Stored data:
┄┄┄┄┄┄

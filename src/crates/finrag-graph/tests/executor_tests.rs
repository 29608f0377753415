//! End-to-end executor behaviour: fan-out, fan-in, conflicts, interrupts,
//! retries and the execution tree.

use finrag_graph::{
    AppendListReducer, CheckpointSaver, ConditionalEdgeResult, GraphError, InMemoryCheckpointSaver,
    InterruptConfig, NodeContext, RetryPolicy, Send, StateGraph, StreamEvent, StreamMode,
    UnionSetReducer, END,
};
use futures::StreamExt;
use serde_json::{json, Value};
use std::sync::atomic::{AtomicUsize, Ordering};
use std::sync::Arc;

fn instant_retries(retries: usize) -> RetryPolicy {
    RetryPolicy::with_retries(retries)
        .with_initial_interval(0.0)
        .with_jitter(false)
}

fn fan_out(state: &Value) -> ConditionalEdgeResult {
    let sends = state["questions"]
        .as_array()
        .into_iter()
        .flatten()
        .map(|q| Send::new("answer", json!({ "question": q })))
        .collect::<Vec<_>>();
    ConditionalEdgeResult::Sends(sends)
}

#[tokio::test]
async fn test_fan_in_runs_once_after_all_branches() {
    let combined = Arc::new(AtomicUsize::new(0));
    let counter = combined.clone();

    let mut graph = StateGraph::new();
    graph.add_reducer("answers", AppendListReducer);
    graph.add_node("split", |_s| {
        Box::pin(async move { Ok(json!({ "questions": ["q1", "q2", "q3"] })) })
    });
    graph.add_node("answer", |s| {
        Box::pin(async move {
            let question = s["question"].as_str().unwrap_or_default().to_string();
            Ok(json!({ "answers": [format!("a:{question}")] }))
        })
    });
    graph.add_node("combine", move |s| {
        let counter = counter.clone();
        Box::pin(async move {
            counter.fetch_add(1, Ordering::SeqCst);
            let count = s["answers"].as_array().map(|a| a.len()).unwrap_or(0);
            Ok(json!({ "count": count }))
        })
    });
    graph.set_entry("split");
    graph.add_conditional_edges("split", fan_out, Vec::<(String, String)>::new());
    graph.add_edge("answer", "combine");
    graph.add_edge("combine", END);

    let compiled = graph.compile(None, InterruptConfig::new()).unwrap();
    let state = compiled.invoke(json!({}), "fan-in").await.unwrap();

    assert_eq!(combined.load(Ordering::SeqCst), 1);
    assert_eq!(state["count"], 3);
    assert_eq!(state["answers"], json!(["a:q1", "a:q2", "a:q3"]));
    // the overlay stays local to its branch
    assert!(state.get("question").is_none());
}

#[tokio::test]
async fn test_concurrent_overwrite_is_rejected() {
    let mut graph = StateGraph::new();
    graph.add_node("start", |_s| Box::pin(async move { Ok(json!({})) }));
    graph.add_node("left", |_s| Box::pin(async move { Ok(json!({ "answer": "left" })) }));
    graph.add_node("right", |_s| Box::pin(async move { Ok(json!({ "answer": "right" })) }));
    graph.set_entry("start");
    graph.add_conditional_edges(
        "start",
        |_s| ConditionalEdgeResult::Nodes(vec!["left".into(), "right".into()]),
        Vec::<(String, String)>::new(),
    );
    graph.add_edge("left", END);
    graph.add_edge("right", END);

    let compiled = graph.compile(None, InterruptConfig::new()).unwrap();
    let err = compiled.invoke(json!({}), "conflict").await.unwrap_err();
    match err {
        GraphError::ConcurrentWrite { field, writers } => {
            assert_eq!(field, "answer");
            assert_eq!(writers, vec!["left".to_string(), "right".to_string()]);
        }
        other => panic!("unexpected error: {other}"),
    }
}

#[tokio::test]
async fn test_concurrent_union_writes_merge() {
    let mut graph = StateGraph::new();
    graph.add_reducer("tags", UnionSetReducer);
    graph.add_node("start", |_s| Box::pin(async move { Ok(json!({ "tags": ["x"] })) }));
    graph.add_node("left", |_s| Box::pin(async move { Ok(json!({ "tags": ["x", "l"] })) }));
    graph.add_node("right", |_s| Box::pin(async move { Ok(json!({ "tags": ["r"] })) }));
    graph.set_entry("start");
    graph.add_conditional_edges(
        "start",
        |_s| vec!["left", "right"].into(),
        Vec::<(String, String)>::new(),
    );
    graph.add_edge("left", END);
    graph.add_edge("right", END);

    let compiled = graph.compile(None, InterruptConfig::new()).unwrap();
    let state = compiled.invoke(json!({}), "union").await.unwrap();
    assert_eq!(state["tags"], json!(["x", "l", "r"]));
}

fn clarify_graph(saver: Arc<dyn CheckpointSaver>) -> finrag_graph::CompiledGraph {
    let mut graph = StateGraph::new();
    graph.add_node("ask", |_s| {
        Box::pin(async move { Ok(json!({ "prompt": "Which year?" })) })
    });
    graph.add_node("wait", |s| {
        Box::pin(async move {
            let reply = s["reply"].as_str().unwrap_or("none").to_string();
            Ok(json!({ "answer": format!("using {reply}") }))
        })
    });
    graph.set_entry("ask");
    graph.add_edge("ask", "wait");
    graph.add_edge("wait", END);
    graph
        .compile(Some(saver), InterruptConfig::new().with_interrupt_before(["wait"]))
        .unwrap()
}

#[tokio::test]
async fn test_interrupt_update_and_resume() {
    let saver = Arc::new(InMemoryCheckpointSaver::new());
    let compiled = clarify_graph(saver.clone());

    let events: Vec<StreamEvent> = compiled
        .stream(Some(json!({ "query": "revenue?" })), "t1", StreamMode::Values)
        .map(|e| e.unwrap())
        .collect()
        .await;
    let last = events.last().cloned().unwrap();
    assert!(matches!(last, StreamEvent::Interrupt { ref next, .. } if next == &vec!["wait".to_string()]));

    let snapshot = compiled.get_state("t1").await.unwrap().unwrap();
    assert!(snapshot.interrupted);
    assert_eq!(snapshot.next, vec!["wait".to_string()]);
    assert_eq!(snapshot.values["prompt"], "Which year?");

    let updated = compiled
        .update_state("t1", json!({ "reply": "2023" }))
        .await
        .unwrap();
    assert!(updated.interrupted);
    assert_eq!(updated.next, vec!["wait".to_string()]);

    let state = compiled.invoke_with_parent(None, "t1", None).await.unwrap();
    assert_eq!(state["answer"], "using 2023");

    let finished = compiled.get_state("t1").await.unwrap().unwrap();
    assert!(finished.next.is_empty());
    assert!(!finished.interrupted);

    let history = compiled.state_history("t1", None).await.unwrap();
    assert!(history.len() >= 4);
    assert!(history[0].step >= history[history.len() - 1].step);
}

#[tokio::test]
async fn test_resume_without_checkpoint_fails() {
    let saver = Arc::new(InMemoryCheckpointSaver::new());
    let compiled = clarify_graph(saver);
    let err = compiled.invoke_with_parent(None, "missing", None).await.unwrap_err();
    assert!(matches!(err, GraphError::NothingToResume(_)));
    let err = compiled.update_state("missing", json!({})).await.unwrap_err();
    assert!(matches!(err, GraphError::NothingToResume(_)));
}

#[tokio::test]
async fn test_retry_counts_accumulate() {
    let calls = Arc::new(AtomicUsize::new(0));
    let seen = calls.clone();
    let saver = Arc::new(InMemoryCheckpointSaver::new());

    let mut graph = StateGraph::new();
    graph.add_node("flaky", move |_s| {
        let seen = seen.clone();
        Box::pin(async move {
            if seen.fetch_add(1, Ordering::SeqCst) < 2 {
                Err(GraphError::node_execution("flaky", "timeout"))
            } else {
                Ok(json!({ "done": true }))
            }
        })
    });
    graph.set_retry_policy("flaky", instant_retries(3));
    graph.set_entry("flaky");
    graph.add_edge("flaky", END);

    let compiled = graph.compile(Some(saver), InterruptConfig::new()).unwrap();
    let state = compiled.invoke(json!({}), "retry").await.unwrap();
    assert_eq!(state["done"], true);
    assert_eq!(calls.load(Ordering::SeqCst), 3);

    let snapshot = compiled.get_state("retry").await.unwrap().unwrap();
    assert_eq!(snapshot.retry_counts.get("flaky"), Some(&2));
}

#[tokio::test]
async fn test_exhausted_node_escalates_and_keeps_pending() {
    let saver = Arc::new(InMemoryCheckpointSaver::new());
    let mut graph = StateGraph::new();
    graph.add_node("broken", |_s| {
        Box::pin(async move { Err(GraphError::node_execution("broken", "boom")) })
    });
    graph.set_retry_policy("broken", instant_retries(1));
    graph.set_entry("broken");
    graph.add_edge("broken", END);

    let compiled = graph.compile(Some(saver), InterruptConfig::new()).unwrap();
    let err = compiled.invoke(json!({}), "fail").await.unwrap_err();
    assert!(err.to_string().contains("boom"));

    let snapshot = compiled.get_state("fail").await.unwrap().unwrap();
    assert_eq!(snapshot.next, vec!["broken".to_string()]);
    assert_eq!(snapshot.retry_counts.get("broken"), Some(&2));
}

#[tokio::test]
async fn test_failing_branch_is_dropped() {
    let mut graph = StateGraph::new();
    graph.add_reducer("answers", AppendListReducer);
    graph.add_node("split", |_s| {
        Box::pin(async move { Ok(json!({ "questions": ["good", "bad", "fine"] })) })
    });
    graph.add_node("answer", |s| {
        Box::pin(async move {
            match s["question"].as_str() {
                Some("bad") => Err(GraphError::node_execution("answer", "cannot answer")),
                Some(q) => Ok(json!({ "answers": [q] })),
                None => Ok(json!({})),
            }
        })
    });
    graph.add_node("combine", |s| {
        Box::pin(async move { Ok(json!({ "combined": s["answers"].clone() })) })
    });
    graph.set_entry("split");
    graph.add_conditional_edges("split", fan_out, Vec::<(String, String)>::new());
    graph.add_edge("answer", "combine");
    graph.add_edge("combine", END);

    let compiled = graph.compile(None, InterruptConfig::new()).unwrap();
    let state = compiled.invoke(json!({}), "drop").await.unwrap();
    assert_eq!(state["combined"], json!(["good", "fine"]));
}

#[tokio::test]
async fn test_fan_in_runs_when_every_branch_fails() {
    let mut graph = StateGraph::new();
    graph.add_reducer("answers", AppendListReducer);
    graph.add_node("split", |_s| {
        Box::pin(async move { Ok(json!({ "questions": ["q1", "q2"] })) })
    });
    graph.add_node("answer", |_s| {
        Box::pin(async move { Err(GraphError::node_execution("answer", "service unavailable")) })
    });
    graph.add_node("combine", |s| {
        Box::pin(async move {
            let count = s["answers"].as_array().map(|a| a.len()).unwrap_or(0);
            Ok(json!({ "combined": count }))
        })
    });
    graph.add_node("report", |_s| Box::pin(async move { Ok(json!({ "reported": true })) }));
    graph.set_entry("split");
    graph.add_conditional_edges("split", fan_out, Vec::<(String, String)>::new());
    graph.add_edge("answer", "combine");
    graph.add_edge("combine", "report");
    graph.add_edge("report", END);

    let compiled = graph.compile(None, InterruptConfig::new()).unwrap();
    let state = compiled.invoke(json!({}), "all-dropped").await.unwrap();

    assert_eq!(state["combined"], 0);
    assert_eq!(state["reported"], true);
    let combines = compiled
        .log_tree()
        .name_pairs()
        .into_iter()
        .filter(|(_, child)| child == "combine")
        .count();
    assert_eq!(combines, 1);
}

#[tokio::test]
async fn test_execution_tree_links_tasks() {
    let mut graph = StateGraph::new();
    graph.add_node("first", |_s| Box::pin(async move { Ok(json!({})) }));
    graph.add_node_with_context("second", |_s, ctx: NodeContext| {
        Box::pin(async move {
            let child = ctx.open_child("subgraph", "nested run");
            Ok(json!({ "child": child }))
        })
    });
    graph.set_entry("first");
    graph.add_edge("first", "second");
    graph.add_edge("second", END);

    let compiled = graph.compile(None, InterruptConfig::new()).unwrap();
    let root = finrag_graph::execution_id("session");
    let state = compiled
        .invoke_with_parent(Some(json!({})), "trace", Some(root.clone()))
        .await
        .unwrap();

    let pairs = compiled.log_tree().name_pairs();
    assert_eq!(
        pairs,
        vec![
            ("session".to_string(), "first".to_string()),
            ("first".to_string(), "second".to_string()),
            ("second".to_string(), "subgraph".to_string()),
        ]
    );
    assert_eq!(compiled.log_tree().children_of(&root).len(), 1);
    let child = state["child"].as_str().unwrap();
    assert!(finrag_graph::parse_execution_id(child).is_some());
}

#[tokio::test]
async fn test_recursion_limit_stops_cycles() {
    let mut graph = StateGraph::new();
    graph.add_node("spin", |_s| Box::pin(async move { Ok(json!({})) }));
    graph.set_entry("spin");
    graph.add_edge("spin", "spin");

    let compiled = graph
        .compile(None, InterruptConfig::new())
        .unwrap()
        .with_recursion_limit(5);
    let err = compiled.invoke(json!({}), "loop").await.unwrap_err();
    assert!(matches!(err, GraphError::RecursionLimit(5)));
}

┄┄┄┄┄┄

The problem
Above are the records; copy every line in them that holds the word "subgraph".

Response
            let child = ctx.open_child("subgraph", "nested run");
            ("second".to_string(), "subgraph".to_string()),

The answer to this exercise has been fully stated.